Dataset entries

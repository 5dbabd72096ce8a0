//! Tree copy with optional markdown rewrite

use std::path::Path;

use crate::domain::ports::{FileSystem, FsResult};
use crate::domain::services::PathRewriter;
use crate::domain::value_objects::is_markdown;

/// Replace `dst` wholesale with a copy of `src`. Old content is deleted
/// first, never merged. Returns the number of files written.
pub(crate) fn replace_tree<F: FileSystem + ?Sized>(
    fs: &F,
    src: &Path,
    dst: &Path,
    rewriter: Option<&PathRewriter>,
) -> FsResult<usize> {
    fs.remove(dst)?;
    fs.create_dir_all(dst)?;
    copy_tree(fs, src, dst, rewriter)
}

fn copy_tree<F: FileSystem + ?Sized>(
    fs: &F,
    src: &Path,
    dst: &Path,
    rewriter: Option<&PathRewriter>,
) -> FsResult<usize> {
    let mut written = 0;
    for entry in fs.list(src)? {
        let from = src.join(&entry.name);
        let to = dst.join(&entry.name);
        if entry.is_dir {
            fs.create_dir_all(&to)?;
            written += copy_tree(fs, &from, &to, rewriter)?;
        } else {
            copy_file(fs, &from, &to, rewriter)?;
            written += 1;
        }
    }
    Ok(written)
}

/// Copy one file; markdown goes through `rewriter` when given. Non-markdown
/// and non-UTF-8 content is copied byte for byte. The permission bits follow
/// the source.
pub(crate) fn copy_file<F: FileSystem + ?Sized>(
    fs: &F,
    from: &Path,
    to: &Path,
    rewriter: Option<&PathRewriter>,
) -> FsResult<()> {
    let bytes = fs.read(from)?;
    let rewrite = rewriter.filter(|_| {
        from.file_name()
            .is_some_and(|n| is_markdown(&n.to_string_lossy()))
    });

    let content = match rewrite {
        Some(rewriter) => match String::from_utf8(bytes) {
            Ok(text) => rewriter.rewrite(&text).into_bytes(),
            Err(err) => err.into_bytes(),
        },
        None => bytes,
    };
    fs.write(to, &content)?;
    fs.copy_permissions(from, to)
}

#[cfg(test)]
mod tests {
    use super::*;
    use crate::infrastructure::fs::MemoryFs;

    #[test]
    fn replace_tree_rewrites_markdown_only() {
        let fs = MemoryFs::new();
        fs.add_file("/src/SKILL.md", "See _standards/GIT.md\n");
        fs.add_file("/src/scripts/run.sh", "cat _standards/GIT.md\n");
        fs.add_file("/src/logo.png", [0xffu8, 0xfe, 0x00]);

        let written =
            replace_tree(&fs, Path::new("/src"), Path::new("/dst"), Some(&PathRewriter::default()))
                .unwrap();

        assert_eq!(written, 3);
        assert_eq!(
            fs.contents("/dst/SKILL.md").as_deref(),
            Some("See .agent/rules/git.md\n")
        );
        assert_eq!(
            fs.contents("/dst/scripts/run.sh").as_deref(),
            Some("cat _standards/GIT.md\n")
        );
        assert_eq!(fs.read(Path::new("/dst/logo.png")).unwrap(), vec![0xff, 0xfe, 0x00]);
    }

    #[test]
    fn replace_tree_drops_stale_files() {
        let fs = MemoryFs::new();
        fs.add_file("/src/a.md", "a");
        fs.add_file("/dst/stale.md", "old");

        replace_tree(&fs, Path::new("/src"), Path::new("/dst"), None).unwrap();

        assert!(!fs.exists(Path::new("/dst/stale.md")));
        assert!(fs.exists(Path::new("/dst/a.md")));
    }

    #[test]
    fn plain_copy_keeps_references() {
        let fs = MemoryFs::new();
        fs.add_file("/src/SKILL.md", "See _standards/GIT.md");

        replace_tree(&fs, Path::new("/src"), Path::new("/dst"), None).unwrap();

        assert_eq!(
            fs.contents("/dst/SKILL.md").as_deref(),
            Some("See _standards/GIT.md")
        );
    }
}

*Exercise objective:* Print every entry exactly.

*Expected output:*
repository 5dbabd72096ce8a0
//! Tree copy with optional markdown rewrite

use std::path::Path;

use crate::domain::ports::{FileSystem, FsResult};
use crate::domain::services::PathRewriter;
use crate::domain::value_objects::is_markdown;

/// Replace `dst` wholesale with a copy of `src`. Old content is deleted
/// first, never merged. Returns the number of files written.
pub(crate) fn replace_tree<F: FileSystem + ?Sized>(
    fs: &F,
    src: &Path,
    dst: &Path,
    rewriter: Option<&PathRewriter>,
) -> FsResult<usize> {
    fs.remove(dst)?;
    fs.create_dir_all(dst)?;
    copy_tree(fs, src, dst, rewriter)
}

fn copy_tree<F: FileSystem + ?Sized>(
    fs: &F,
    src: &Path,
    dst: &Path,
    rewriter: Option<&PathRewriter>,
) -> FsResult<usize> {
    let mut written = 0;
    for entry in fs.list(src)? {
        let from = src.join(&entry.name);
        let to = dst.join(&entry.name);
        if entry.is_dir {
            fs.create_dir_all(&to)?;
            written += copy_tree(fs, &from, &to, rewriter)?;
        } else {
            copy_file(fs, &from, &to, rewriter)?;
            written += 1;
        }
    }
    Ok(written)
}

/// Copy one file; markdown goes through `rewriter` when given. Non-markdown
/// and non-UTF-8 content is copied byte for byte. The permission bits follow
/// the source.
pub(crate) fn copy_file<F: FileSystem + ?Sized>(
    fs: &F,
    from: &Path,
    to: &Path,
    rewriter: Option<&PathRewriter>,
) -> FsResult<()> {
    let bytes = fs.read(from)?;
    let rewrite = rewriter.filter(|_| {
        from.file_name()
            .is_some_and(|n| is_markdown(&n.to_string_lossy()))
    });

    let content = match rewrite {
        Some(rewriter) => match String::from_utf8(bytes) {
            Ok(text) => rewriter.rewrite(&text).into_bytes(),
            Err(err) => err.into_bytes(),
        },
        None => bytes,
    };
    fs.write(to, &content)?;
    fs.copy_permissions(from, to)
}

#[cfg(test)]
mod tests {
    use super::*;
    use crate::infrastructure::fs::MemoryFs;

    #[test]
    fn replace_tree_rewrites_markdown_only() {
        let fs = MemoryFs::new();
        fs.add_file("/src/SKILL.md", "See _standards/GIT.md\n");
        fs.add_file("/src/scripts/run.sh", "cat _standards/GIT.md\n");
        fs.add_file("/src/logo.png", [0xffu8, 0xfe, 0x00]);

        let written =
            replace_tree(&fs, Path::new("/src"), Path::new("/dst"), Some(&PathRewriter::default()))
                .unwrap();

        assert_eq!(written, 3);
        assert_eq!(
            fs.contents("/dst/SKILL.md").as_deref(),
            Some("See .agent/rules/git.md\n")
        );
        assert_eq!(
            fs.contents("/dst/scripts/run.sh").as_deref(),
            Some("cat _standards/GIT.md\n")
        );
        assert_eq!(fs.read(Path::new("/dst/logo.png")).unwrap(), vec![0xff, 0xfe, 0x00]);
    }

    #[test]
    fn replace_tree_drops_stale_files() {
        let fs = MemoryFs::new();
        fs.add_file("/src/a.md", "a");
        fs.add_file("/dst/stale.md", "old");

        replace_tree(&fs, Path::new("/src"), Path::new("/dst"), None).unwrap();

        assert!(!fs.exists(Path::new("/dst/stale.md")));
        assert!(fs.exists(Path::new("/dst/a.md")));
    }

    #[test]
    fn plain_copy_keeps_references() {
        let fs = MemoryFs::new();
        fs.add_file("/src/SKILL.md", "See _standards/GIT.md");

        replace_tree(&fs, Path::new("/src"), Path::new("/dst"), None).unwrap();

        assert_eq!(
            fs.contents("/dst/SKILL.md").as_deref(),
            Some("See _standards/GIT.md")
        );
    }
}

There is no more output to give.